Mombasa Governor Hassan Joho undergoes a test for Covid-19 in Likoni to encourage residents to also get tested.
LEADING BY EXAMPLE Mombasa Governor Hassan Joho undergoes a test for Covid-19 in Likoni to encourage residents to also get tested.
Image/COURTESY/The Star
By Reporter

A leading Covid-19 vaccine candidate will cost Kenya Sh300 per dose, one manufacturer has said. 

An individual might need one or two injections for a year-long protection against the coronavirus.

The ceiling price was given by the world’s biggest vaccines manufacturer, Serum Institute of India, who have been contracted to supply developing countries with the University of Oxford-Astrazeneca vaccine as soon as it is prequalified this year or in 2021. 

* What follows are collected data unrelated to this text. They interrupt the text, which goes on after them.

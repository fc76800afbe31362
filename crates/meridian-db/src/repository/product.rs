//! # Product Repository
//!
//! Database operations for products: only the surface the reversal
//! engine and its tests need. Catalog management proper belongs to the
//! external caller.

use chrono::Utc;
use sqlx::{SqliteConnection, SqlitePool};
use tracing::debug;
use uuid::Uuid;

use crate::error::DbResult;
use meridian_core::Product;

/// Repository for product database operations.
#[derive(Debug, Clone)]
pub struct ProductRepository {
    pool: SqlitePool,
}

impl ProductRepository {
    /// Creates a new ProductRepository.
    pub fn new(pool: SqlitePool) -> Self {
        ProductRepository { pool }
    }

    /// Gets a product by its ID.
    pub async fn get_by_id(&self, id: &str) -> DbResult<Option<Product>> {
        let mut conn = self.pool.acquire().await?;
        fetch_product(&mut conn, id).await
    }

    /// Gets a product by its SKU.
    pub async fn get_by_sku(&self, sku: &str) -> DbResult<Option<Product>> {
        let product = sqlx::query_as::<_, Product>(
            r#"
            SELECT id, sku, name, price_cents, created_at
            FROM products
            WHERE sku = ?1
            "#,
        )
        .bind(sku)
        .fetch_optional(&self.pool)
        .await?;

        Ok(product)
    }

    /// Inserts a new product.
    ///
    /// ## Returns
    /// * `Err(DbError::UniqueViolation)` - SKU already exists
    pub async fn insert(&self, product: &Product) -> DbResult<()> {
        debug!(sku = %product.sku, "Inserting product");

        sqlx::query(
            r#"
            INSERT INTO products (id, sku, name, price_cents, created_at)
            VALUES (?1, ?2, ?3, ?4, ?5)
            "#,
        )
        .bind(&product.id)
        .bind(&product.sku)
        .bind(&product.name)
        .bind(product.price_cents)
        .bind(product.created_at)
        .execute(&self.pool)
        .await?;

        Ok(())
    }

    /// Counts products (for diagnostics).
    pub async fn count(&self) -> DbResult<i64> {
        let count: i64 = sqlx::query_scalar("SELECT COUNT(*) FROM products")
            .fetch_one(&self.pool)
            .await?;

        Ok(count)
    }
}

/// Connection-level product fetch, reused inside open transactions.
pub(crate) async fn fetch_product(
    conn: &mut SqliteConnection,
    id: &str,
) -> DbResult<Option<Product>> {
    let product = sqlx::query_as::<_, Product>(
        r#"
        SELECT id, sku, name, price_cents, created_at
        FROM products
        WHERE id = ?1
        "#,
    )
    .bind(id)
    .fetch_optional(&mut *conn)
    .await?;

    Ok(product)
}

/// Helper to generate a new product ID.
pub fn generate_product_id() -> String {
    Uuid::new_v4().to_string()
}

/// Builds a product record with a fresh id and the current timestamp.
pub fn new_product(sku: &str, name: &str, price_cents: i64) -> Product {
    Product {
        id: generate_product_id(),
        sku: sku.to_string(),
        name: name.to_string(),
        price_cents,
        created_at: Utc::now(),
    }
}

// =============================================================================
// Unit Tests
// =============================================================================

#[cfg(test)]
mod tests {
    use super::*;
    use crate::error::DbError;
    use crate::pool::{Database, DbConfig};

    #[tokio::test]
    async fn test_insert_and_fetch_product() {
        let db = Database::new(DbConfig::in_memory()).await.unwrap();
        let repo = db.products();

        let product = new_product("COKE-330", "Coca-Cola 330ml", 200);
        repo.insert(&product).await.unwrap();

        let by_id = repo.get_by_id(&product.id).await.unwrap().unwrap();
        assert_eq!(by_id.sku, "COKE-330");
        assert_eq!(by_id.price_cents, 200);

        let by_sku = repo.get_by_sku("COKE-330").await.unwrap().unwrap();
        assert_eq!(by_sku.id, product.id);

        assert_eq!(repo.count().await.unwrap(), 1);
    }

    #[tokio::test]
    async fn test_missing_product_is_none() {
        let db = Database::new(DbConfig::in_memory()).await.unwrap();

        assert!(db.products().get_by_id("nope").await.unwrap().is_none());
        assert!(db.products().get_by_sku("nope").await.unwrap().is_none());
    }

    #[tokio::test]
    async fn test_duplicate_sku_rejected() {
        let db = Database::new(DbConfig::in_memory()).await.unwrap();
        let repo = db.products();

        repo.insert(&new_product("COKE-330", "Coca-Cola 330ml", 200))
            .await
            .unwrap();
        let err = repo
            .insert(&new_product("COKE-330", "Coca-Cola 330ml (dup)", 210))
            .await
            .unwrap_err();

        assert!(matches!(err, DbError::UniqueViolation { .. }));
    }
}
//! # meridian-core: Pure Business Logic for the Meridian Back-Office
//!
//! This crate is the **heart** of the reversal engine. It contains all
//! business logic as pure functions with zero I/O dependencies.
//!
//! ## Architecture Position
//! ```text
//! ┌─────────────────────────────────────────────────────────────────────────┐
//! │                  Meridian Back-Office Architecture                      │
//! │                                                                         │
//! │  ┌─────────────────────────────────────────────────────────────────┐   │
//! │  │            External Callers (API layer, back-office UI)         │   │
//! │  └─────────────────────────────┬───────────────────────────────────┘   │
//! │                                │                                        │
//! │  ┌─────────────────────────────▼───────────────────────────────────┐   │
//! │  │                meridian-db (Persistence Layer)                  │   │
//! │  │    reversal coordinator, repositories, stock ledger writer      │   │
//! │  └─────────────────────────────┬───────────────────────────────────┘   │
//! │                                │                                        │
//! │  ┌─────────────────────────────▼───────────────────────────────────┐   │
//! │  │               ★ meridian-core (THIS CRATE) ★                    │   │
//! │  │                                                                 │   │
//! │  │   ┌──────────┐ ┌──────────┐ ┌──────────┐ ┌──────────────────┐  │   │
//! │  │   │  types   │ │  money   │ │ quantity │ │     reversal     │  │   │
//! │  │   │  Sale    │ │  Money   │ │ Quantity │ │  plan_reversal   │  │   │
//! │  │   │  Ledger  │ │  cents   │ │ 1/100ths │ │  (pure function) │  │   │
//! │  │   └──────────┘ └──────────┘ └──────────┘ └──────────────────┘  │   │
//! │  │                                                                 │   │
//! │  │   NO I/O • NO DATABASE • NO CLOCKS • PURE FUNCTIONS             │   │
//! │  └─────────────────────────────────────────────────────────────────┘   │
//! └─────────────────────────────────────────────────────────────────────────┘
//! ```
//!
//! ## Modules
//!
//! - [`types`] - Domain types (Sale, SaleItem, StockAdjustment, ...)
//! - [`money`] - Money type with integer-cent arithmetic (no floats!)
//! - [`quantity`] - Fixed-point quantities in hundredths of a unit
//! - [`reversal`] - The reversal allocator, a pure function
//! - [`receipt`] - Reversal receipt-number convention parsing
//! - [`error`] - Domain error types
//! - [`validation`] - Request field validation
//!
//! ## Design Principles
//!
//! 1. **Pure Functions**: allocation is deterministic - same input, same plan
//! 2. **No I/O**: database, network, clocks and entropy are FORBIDDEN here
//! 3. **Integer Arithmetic**: cents for money, hundredths for quantity
//! 4. **Explicit Errors**: all errors are typed; business-rule messages
//!    form a closed, contractual set
//!
//! ## Example Usage
//!
//! ```rust
//! use meridian_core::money::Money;
//! use meridian_core::quantity::Quantity;
//!
//! // 4.00 units at $2.00
//! let line = Money::from_cents(200).line_total(Quantity::from_units(4));
//! assert_eq!(line.cents(), 800);
//!
//! // its share of a $1.00 discount on a $20.00 sale
//! let share = line.pro_rata(Money::from_cents(100), Money::from_cents(2000));
//! assert_eq!(share.cents(), 40);
//! ```

// =============================================================================
// Module Declarations
// =============================================================================

pub mod error;
pub mod money;
pub mod quantity;
pub mod receipt;
pub mod reversal;
pub mod types;
pub mod validation;

// =============================================================================
// Re-exports for Convenience
// =============================================================================
// These allow users to do `use meridian_core::Money` instead of
// `use meridian_core::money::Money`

pub use error::{ReversalError, ValidationError};
pub use money::Money;
pub use quantity::Quantity;
pub use reversal::{plan_reversal, ReversalItemRequest, ReversalLine, ReversalPlan};
pub use types::*;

SII has been contracted by Gavi, the Geneva-based alliance that is leading a global initiative to secure Covid-19 vaccines for developing countries. 

Gavi has already listed Kenya among the 92 countries that will benefit from its ongoing negotiations with different manufacturers. 

SII said it set a ceiling price of $3 (Sh300) per dose because of investments by Gavi partners such as the Bill & Melinda Gates Foundation.

SII has so far been contracted to manufacture the AstraZeneca candidate, which is in the last stages of testing, and another by US biotech firm Novavax.

The World Health Organization says more than 160 candidate vaccines are in progress around the world, with 29 in human trials.

“Too many times we’ve seen the most vulnerable countries left at the back of the queue when it comes to new treatments, new diagnostics and new vaccines,” Dr Seth Berkley, CEO of Gavi, said in a statement.

“This new collaboration is an important step in our efforts to prevent this from happening, helping to ensure we have additional manufacturing capacity to begin producing doses for every country, not just the wealthy few. We now need other vaccine manufacturers to step up and follow SII’s lead,” Berkley added.

SII will manufacture and deliver up to 100 million doses around the world under the Gavi Advance Market Commitment for Covid-19 Vaccines (Covax) initiative, as early as the first half of 2021.

“To ensure maximum immunisation coverage and contain the pandemic, it is important to make sure that the most remote and poorest countries of the world have access to affordable cure and preventive measures,” SII CEO Adar Poonawalla, said in a statement.

The Gavi initiative, which is currently seeking at least $2 billion in initial seed funding, will meet part of the cost of procurement for the vaccine doses.

The beneficiary countries will foot the rest of the cost.

Gavi said it has a long history of successfully partnering with Indian manufacturers, to produce vaccines that protect against meningitis, severe diarrhoea, pneumonia and measles.

The Geneva-based alliance already buys most childhood vaccines for Kenya.

“Researchers are making good progress on developing safe and effective vaccines for Covid-19,” Bill Gates, co-chair of the Bill & Melinda Gates Foundation, said in a statement.

“But making sure everyone has access to them, as soon as possible, will require tremendous manufacturing capacity and a global distribution network.”